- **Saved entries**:
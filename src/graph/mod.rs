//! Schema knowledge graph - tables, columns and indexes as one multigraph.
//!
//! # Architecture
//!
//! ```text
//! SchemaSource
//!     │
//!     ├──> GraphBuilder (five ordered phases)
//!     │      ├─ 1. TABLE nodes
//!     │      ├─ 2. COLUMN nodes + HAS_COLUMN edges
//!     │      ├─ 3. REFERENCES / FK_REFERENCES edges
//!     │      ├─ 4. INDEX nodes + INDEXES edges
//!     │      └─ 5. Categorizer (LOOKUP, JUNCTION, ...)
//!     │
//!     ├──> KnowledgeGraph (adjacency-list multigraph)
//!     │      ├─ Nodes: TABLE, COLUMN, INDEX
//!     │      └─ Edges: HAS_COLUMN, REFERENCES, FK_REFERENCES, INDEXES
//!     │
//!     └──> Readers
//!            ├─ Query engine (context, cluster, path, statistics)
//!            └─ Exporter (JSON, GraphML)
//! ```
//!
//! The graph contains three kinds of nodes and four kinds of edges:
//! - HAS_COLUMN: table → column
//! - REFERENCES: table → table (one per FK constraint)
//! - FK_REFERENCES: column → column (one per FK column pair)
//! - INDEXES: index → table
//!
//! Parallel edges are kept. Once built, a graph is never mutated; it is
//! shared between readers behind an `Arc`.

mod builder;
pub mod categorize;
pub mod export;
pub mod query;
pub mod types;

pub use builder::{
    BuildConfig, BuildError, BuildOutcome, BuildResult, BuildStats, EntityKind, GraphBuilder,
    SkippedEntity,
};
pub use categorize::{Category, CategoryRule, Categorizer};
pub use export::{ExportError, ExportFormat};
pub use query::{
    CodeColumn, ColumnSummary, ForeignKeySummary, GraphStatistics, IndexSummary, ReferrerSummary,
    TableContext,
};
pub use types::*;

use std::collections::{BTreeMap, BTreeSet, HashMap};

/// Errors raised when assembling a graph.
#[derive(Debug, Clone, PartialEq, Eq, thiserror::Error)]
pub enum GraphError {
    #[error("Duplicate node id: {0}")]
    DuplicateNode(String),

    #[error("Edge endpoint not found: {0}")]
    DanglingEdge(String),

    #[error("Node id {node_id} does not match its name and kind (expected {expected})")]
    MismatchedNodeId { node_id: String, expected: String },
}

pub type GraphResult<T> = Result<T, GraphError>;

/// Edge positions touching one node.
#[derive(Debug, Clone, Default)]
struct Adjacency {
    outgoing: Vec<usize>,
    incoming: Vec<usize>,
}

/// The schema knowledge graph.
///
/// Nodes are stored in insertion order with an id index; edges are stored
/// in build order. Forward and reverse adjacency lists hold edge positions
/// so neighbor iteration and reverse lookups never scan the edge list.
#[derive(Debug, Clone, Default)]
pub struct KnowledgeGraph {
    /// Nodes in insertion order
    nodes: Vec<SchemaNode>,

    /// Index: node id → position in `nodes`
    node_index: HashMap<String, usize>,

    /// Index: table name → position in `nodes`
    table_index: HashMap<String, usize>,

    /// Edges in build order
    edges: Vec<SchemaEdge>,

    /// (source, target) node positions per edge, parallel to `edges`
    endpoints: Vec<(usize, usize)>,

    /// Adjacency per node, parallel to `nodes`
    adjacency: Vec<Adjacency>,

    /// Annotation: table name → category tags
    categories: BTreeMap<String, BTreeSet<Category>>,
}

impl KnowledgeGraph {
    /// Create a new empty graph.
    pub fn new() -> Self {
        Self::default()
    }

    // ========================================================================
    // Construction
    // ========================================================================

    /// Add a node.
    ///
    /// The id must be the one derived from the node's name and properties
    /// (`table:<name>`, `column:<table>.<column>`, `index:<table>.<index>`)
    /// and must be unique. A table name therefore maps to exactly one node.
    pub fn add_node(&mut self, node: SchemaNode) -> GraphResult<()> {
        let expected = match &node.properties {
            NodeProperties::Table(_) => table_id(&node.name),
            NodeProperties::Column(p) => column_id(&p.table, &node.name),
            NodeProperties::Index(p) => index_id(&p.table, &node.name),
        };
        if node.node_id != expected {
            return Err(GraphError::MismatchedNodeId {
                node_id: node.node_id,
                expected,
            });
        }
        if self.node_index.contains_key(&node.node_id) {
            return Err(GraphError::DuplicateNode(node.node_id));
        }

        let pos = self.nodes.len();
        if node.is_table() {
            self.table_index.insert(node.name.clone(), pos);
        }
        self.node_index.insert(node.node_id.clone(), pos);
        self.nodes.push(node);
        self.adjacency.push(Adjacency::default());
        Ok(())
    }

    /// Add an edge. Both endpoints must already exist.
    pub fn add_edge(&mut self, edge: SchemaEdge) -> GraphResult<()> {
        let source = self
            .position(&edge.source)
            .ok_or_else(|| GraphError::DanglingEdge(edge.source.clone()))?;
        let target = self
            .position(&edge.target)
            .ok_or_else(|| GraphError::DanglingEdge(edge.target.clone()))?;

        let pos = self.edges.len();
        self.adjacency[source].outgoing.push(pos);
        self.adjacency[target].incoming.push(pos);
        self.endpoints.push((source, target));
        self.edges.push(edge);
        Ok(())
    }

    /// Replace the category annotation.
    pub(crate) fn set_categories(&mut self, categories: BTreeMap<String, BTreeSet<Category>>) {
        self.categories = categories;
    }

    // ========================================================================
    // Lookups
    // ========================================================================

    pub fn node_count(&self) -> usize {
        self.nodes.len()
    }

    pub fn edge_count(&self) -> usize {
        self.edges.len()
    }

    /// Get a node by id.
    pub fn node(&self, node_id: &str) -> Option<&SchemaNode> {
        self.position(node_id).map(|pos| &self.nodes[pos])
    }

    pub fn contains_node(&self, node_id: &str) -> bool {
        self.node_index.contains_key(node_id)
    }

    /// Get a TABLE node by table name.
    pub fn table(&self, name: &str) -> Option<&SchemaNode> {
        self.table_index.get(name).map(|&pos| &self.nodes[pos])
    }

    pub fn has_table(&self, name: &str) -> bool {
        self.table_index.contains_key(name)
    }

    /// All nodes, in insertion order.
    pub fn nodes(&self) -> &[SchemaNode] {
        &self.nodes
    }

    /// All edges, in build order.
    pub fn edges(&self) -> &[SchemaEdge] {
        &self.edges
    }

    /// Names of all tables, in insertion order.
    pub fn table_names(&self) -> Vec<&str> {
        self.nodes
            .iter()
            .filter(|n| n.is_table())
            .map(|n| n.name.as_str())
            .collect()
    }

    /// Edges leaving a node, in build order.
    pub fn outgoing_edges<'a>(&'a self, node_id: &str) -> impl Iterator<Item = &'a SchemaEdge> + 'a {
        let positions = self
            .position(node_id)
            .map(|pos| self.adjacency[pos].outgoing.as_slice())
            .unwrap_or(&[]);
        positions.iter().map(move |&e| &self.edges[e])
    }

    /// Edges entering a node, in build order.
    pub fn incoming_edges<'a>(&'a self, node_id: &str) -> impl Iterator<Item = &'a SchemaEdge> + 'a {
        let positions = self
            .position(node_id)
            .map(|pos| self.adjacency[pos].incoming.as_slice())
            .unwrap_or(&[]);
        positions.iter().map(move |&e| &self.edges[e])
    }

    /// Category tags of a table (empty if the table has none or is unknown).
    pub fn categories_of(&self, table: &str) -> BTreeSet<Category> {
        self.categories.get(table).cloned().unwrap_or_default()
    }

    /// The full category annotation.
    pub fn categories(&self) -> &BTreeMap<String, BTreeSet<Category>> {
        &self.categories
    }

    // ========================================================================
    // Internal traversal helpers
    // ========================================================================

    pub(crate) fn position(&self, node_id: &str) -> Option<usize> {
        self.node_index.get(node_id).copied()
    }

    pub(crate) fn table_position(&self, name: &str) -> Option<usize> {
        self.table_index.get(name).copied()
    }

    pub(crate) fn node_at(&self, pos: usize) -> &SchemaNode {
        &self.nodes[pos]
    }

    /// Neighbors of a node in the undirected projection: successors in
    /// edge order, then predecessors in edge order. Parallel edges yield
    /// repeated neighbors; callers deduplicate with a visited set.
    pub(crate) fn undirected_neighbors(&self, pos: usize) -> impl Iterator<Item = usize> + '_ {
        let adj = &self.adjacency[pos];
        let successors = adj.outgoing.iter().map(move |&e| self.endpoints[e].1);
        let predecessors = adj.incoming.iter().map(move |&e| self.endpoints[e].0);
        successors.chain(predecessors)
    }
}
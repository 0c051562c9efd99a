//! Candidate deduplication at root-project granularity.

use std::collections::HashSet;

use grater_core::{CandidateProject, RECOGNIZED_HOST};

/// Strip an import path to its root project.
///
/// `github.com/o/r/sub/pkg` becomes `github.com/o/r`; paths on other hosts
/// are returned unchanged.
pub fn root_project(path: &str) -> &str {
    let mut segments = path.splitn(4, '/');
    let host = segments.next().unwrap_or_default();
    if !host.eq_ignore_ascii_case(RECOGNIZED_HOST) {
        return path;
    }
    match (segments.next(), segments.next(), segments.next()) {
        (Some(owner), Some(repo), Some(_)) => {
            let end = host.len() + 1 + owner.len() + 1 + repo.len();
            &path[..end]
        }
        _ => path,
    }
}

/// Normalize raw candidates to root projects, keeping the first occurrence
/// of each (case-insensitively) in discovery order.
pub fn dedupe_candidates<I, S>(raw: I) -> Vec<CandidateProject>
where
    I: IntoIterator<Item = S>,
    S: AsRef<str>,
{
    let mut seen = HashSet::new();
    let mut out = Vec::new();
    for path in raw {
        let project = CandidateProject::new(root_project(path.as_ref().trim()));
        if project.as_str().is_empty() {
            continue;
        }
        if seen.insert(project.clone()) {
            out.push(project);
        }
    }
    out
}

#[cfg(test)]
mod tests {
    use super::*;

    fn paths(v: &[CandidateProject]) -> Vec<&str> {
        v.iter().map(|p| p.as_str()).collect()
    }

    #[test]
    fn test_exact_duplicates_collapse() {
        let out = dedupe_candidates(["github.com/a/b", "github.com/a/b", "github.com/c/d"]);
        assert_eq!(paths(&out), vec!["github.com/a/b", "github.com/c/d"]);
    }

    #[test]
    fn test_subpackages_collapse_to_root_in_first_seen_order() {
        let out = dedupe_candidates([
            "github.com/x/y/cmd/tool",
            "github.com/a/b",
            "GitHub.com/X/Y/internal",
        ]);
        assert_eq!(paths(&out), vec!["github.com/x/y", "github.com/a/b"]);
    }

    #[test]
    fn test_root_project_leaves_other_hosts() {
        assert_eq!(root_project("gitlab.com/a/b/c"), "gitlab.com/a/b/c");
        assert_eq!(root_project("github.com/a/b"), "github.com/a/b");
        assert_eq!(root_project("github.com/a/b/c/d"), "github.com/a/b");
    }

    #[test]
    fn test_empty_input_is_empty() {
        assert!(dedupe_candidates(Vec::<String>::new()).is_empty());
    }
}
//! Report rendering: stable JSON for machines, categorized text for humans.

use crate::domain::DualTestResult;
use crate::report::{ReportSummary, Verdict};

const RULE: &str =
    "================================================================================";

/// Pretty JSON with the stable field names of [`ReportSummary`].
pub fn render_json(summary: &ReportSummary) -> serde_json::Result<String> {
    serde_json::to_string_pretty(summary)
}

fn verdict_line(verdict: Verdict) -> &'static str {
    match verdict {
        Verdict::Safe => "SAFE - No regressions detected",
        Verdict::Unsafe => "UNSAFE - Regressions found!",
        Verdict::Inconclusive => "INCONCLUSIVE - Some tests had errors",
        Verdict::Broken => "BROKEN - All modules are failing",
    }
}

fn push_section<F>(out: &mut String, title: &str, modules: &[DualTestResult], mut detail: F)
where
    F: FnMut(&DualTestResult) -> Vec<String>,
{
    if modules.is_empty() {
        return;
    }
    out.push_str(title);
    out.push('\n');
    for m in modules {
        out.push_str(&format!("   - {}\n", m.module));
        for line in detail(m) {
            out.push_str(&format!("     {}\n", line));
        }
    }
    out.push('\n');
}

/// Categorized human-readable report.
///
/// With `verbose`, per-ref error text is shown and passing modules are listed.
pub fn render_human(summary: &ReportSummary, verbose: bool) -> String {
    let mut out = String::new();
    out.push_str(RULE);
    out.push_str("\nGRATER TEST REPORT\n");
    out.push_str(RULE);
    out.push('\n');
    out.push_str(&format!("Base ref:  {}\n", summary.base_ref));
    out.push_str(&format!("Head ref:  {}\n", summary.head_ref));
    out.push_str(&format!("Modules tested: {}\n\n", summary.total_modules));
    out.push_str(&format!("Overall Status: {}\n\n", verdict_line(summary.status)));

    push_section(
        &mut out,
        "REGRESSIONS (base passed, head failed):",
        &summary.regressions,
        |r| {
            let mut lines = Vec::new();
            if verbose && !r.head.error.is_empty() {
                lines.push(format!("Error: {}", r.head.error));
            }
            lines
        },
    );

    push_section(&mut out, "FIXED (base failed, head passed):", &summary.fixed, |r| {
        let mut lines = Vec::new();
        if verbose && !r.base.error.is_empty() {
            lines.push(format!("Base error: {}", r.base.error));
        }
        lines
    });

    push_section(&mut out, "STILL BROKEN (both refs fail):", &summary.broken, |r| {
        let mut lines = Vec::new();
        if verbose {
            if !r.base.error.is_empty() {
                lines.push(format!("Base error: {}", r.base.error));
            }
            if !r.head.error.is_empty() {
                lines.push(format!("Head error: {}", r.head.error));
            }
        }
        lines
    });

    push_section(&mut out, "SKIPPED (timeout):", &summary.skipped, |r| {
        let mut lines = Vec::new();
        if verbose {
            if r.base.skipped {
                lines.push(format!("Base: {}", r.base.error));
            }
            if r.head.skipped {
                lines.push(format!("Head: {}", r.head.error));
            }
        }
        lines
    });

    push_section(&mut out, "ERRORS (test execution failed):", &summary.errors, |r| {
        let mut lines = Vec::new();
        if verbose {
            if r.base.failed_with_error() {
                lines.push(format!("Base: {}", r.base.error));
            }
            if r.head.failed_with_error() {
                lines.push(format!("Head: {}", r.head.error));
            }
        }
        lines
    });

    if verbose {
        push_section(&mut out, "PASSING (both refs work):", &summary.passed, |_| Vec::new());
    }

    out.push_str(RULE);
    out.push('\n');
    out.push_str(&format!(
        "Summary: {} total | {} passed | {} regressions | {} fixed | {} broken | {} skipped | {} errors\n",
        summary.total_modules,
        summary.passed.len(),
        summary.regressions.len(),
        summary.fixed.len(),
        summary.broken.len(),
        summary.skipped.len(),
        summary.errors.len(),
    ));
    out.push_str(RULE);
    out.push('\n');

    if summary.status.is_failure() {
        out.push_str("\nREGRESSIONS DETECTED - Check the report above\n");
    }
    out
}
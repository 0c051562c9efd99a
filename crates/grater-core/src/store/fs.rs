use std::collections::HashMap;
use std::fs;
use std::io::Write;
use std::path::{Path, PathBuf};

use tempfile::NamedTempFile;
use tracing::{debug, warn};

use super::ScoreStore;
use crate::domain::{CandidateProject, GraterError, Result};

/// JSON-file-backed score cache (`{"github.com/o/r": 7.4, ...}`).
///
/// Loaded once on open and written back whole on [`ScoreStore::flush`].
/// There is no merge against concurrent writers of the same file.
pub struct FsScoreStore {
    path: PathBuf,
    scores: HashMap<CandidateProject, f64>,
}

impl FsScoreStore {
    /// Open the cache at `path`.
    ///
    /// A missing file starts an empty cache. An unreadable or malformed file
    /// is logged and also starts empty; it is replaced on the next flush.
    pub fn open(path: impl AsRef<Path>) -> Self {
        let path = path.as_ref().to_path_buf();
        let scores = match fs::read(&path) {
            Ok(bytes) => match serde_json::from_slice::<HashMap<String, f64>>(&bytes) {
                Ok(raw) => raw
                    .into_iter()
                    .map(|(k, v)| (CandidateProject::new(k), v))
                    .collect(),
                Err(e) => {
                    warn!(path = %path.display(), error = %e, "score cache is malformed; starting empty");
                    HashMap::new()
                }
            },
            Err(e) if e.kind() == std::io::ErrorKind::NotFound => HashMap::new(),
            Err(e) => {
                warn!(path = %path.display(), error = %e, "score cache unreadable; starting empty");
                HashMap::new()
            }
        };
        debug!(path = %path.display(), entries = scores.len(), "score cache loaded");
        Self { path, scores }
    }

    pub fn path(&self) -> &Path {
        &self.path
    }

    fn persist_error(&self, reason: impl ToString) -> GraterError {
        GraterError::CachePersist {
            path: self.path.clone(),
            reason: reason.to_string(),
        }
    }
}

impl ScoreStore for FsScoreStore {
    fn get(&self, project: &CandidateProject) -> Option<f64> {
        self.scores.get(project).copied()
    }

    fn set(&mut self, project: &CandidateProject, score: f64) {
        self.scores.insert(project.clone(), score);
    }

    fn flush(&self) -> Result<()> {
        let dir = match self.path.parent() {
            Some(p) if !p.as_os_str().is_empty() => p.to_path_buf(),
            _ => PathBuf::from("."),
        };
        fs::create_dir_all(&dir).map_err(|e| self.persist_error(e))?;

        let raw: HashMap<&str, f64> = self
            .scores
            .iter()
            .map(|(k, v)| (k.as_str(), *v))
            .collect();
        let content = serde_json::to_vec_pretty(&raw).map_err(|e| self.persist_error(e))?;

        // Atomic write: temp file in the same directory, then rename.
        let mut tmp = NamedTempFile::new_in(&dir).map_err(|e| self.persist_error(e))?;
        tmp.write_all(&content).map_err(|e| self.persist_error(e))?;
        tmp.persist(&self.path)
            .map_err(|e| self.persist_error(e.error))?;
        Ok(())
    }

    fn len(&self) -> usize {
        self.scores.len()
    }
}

- **Problem to work on**: From the records above, quote only the lines running from the line with "the first occurrence" to the line with "const RULE: &str", both lines included.

- **Expected output**:
/// Normalize raw candidates to root projects, keeping the first occurrence
/// of each (case-insensitively) in discovery order.
pub fn dedupe_candidates<I, S>(raw: I) -> Vec<CandidateProject>
where
    I: IntoIterator<Item = S>,
    S: AsRef<str>,
{
    let mut seen = HashSet::new();
    let mut out = Vec::new();
    for path in raw {
        let project = CandidateProject::new(root_project(path.as_ref().trim()));
        if project.as_str().is_empty() {
            continue;
        }
        if seen.insert(project.clone()) {
            out.push(project);
        }
    }
    out
}

#[cfg(test)]
mod tests {
    use super::*;

    fn paths(v: &[CandidateProject]) -> Vec<&str> {
        v.iter().map(|p| p.as_str()).collect()
    }

    #[test]
    fn test_exact_duplicates_collapse() {
        let out = dedupe_candidates(["github.com/a/b", "github.com/a/b", "github.com/c/d"]);
        assert_eq!(paths(&out), vec!["github.com/a/b", "github.com/c/d"]);
    }

    #[test]
    fn test_subpackages_collapse_to_root_in_first_seen_order() {
        let out = dedupe_candidates([
            "github.com/x/y/cmd/tool",
            "github.com/a/b",
            "GitHub.com/X/Y/internal",
        ]);
        assert_eq!(paths(&out), vec!["github.com/x/y", "github.com/a/b"]);
    }

    #[test]
    fn test_root_project_leaves_other_hosts() {
        assert_eq!(root_project("gitlab.com/a/b/c"), "gitlab.com/a/b/c");
        assert_eq!(root_project("github.com/a/b"), "github.com/a/b");
        assert_eq!(root_project("github.com/a/b/c/d"), "github.com/a/b");
    }

    #[test]
    fn test_empty_input_is_empty() {
        assert!(dedupe_candidates(Vec::<String>::new()).is_empty());
    }
}
//! Report rendering: stable JSON for machines, categorized text for humans.

use crate::domain::DualTestResult;
use crate::report::{ReportSummary, Verdict};

const RULE: &str =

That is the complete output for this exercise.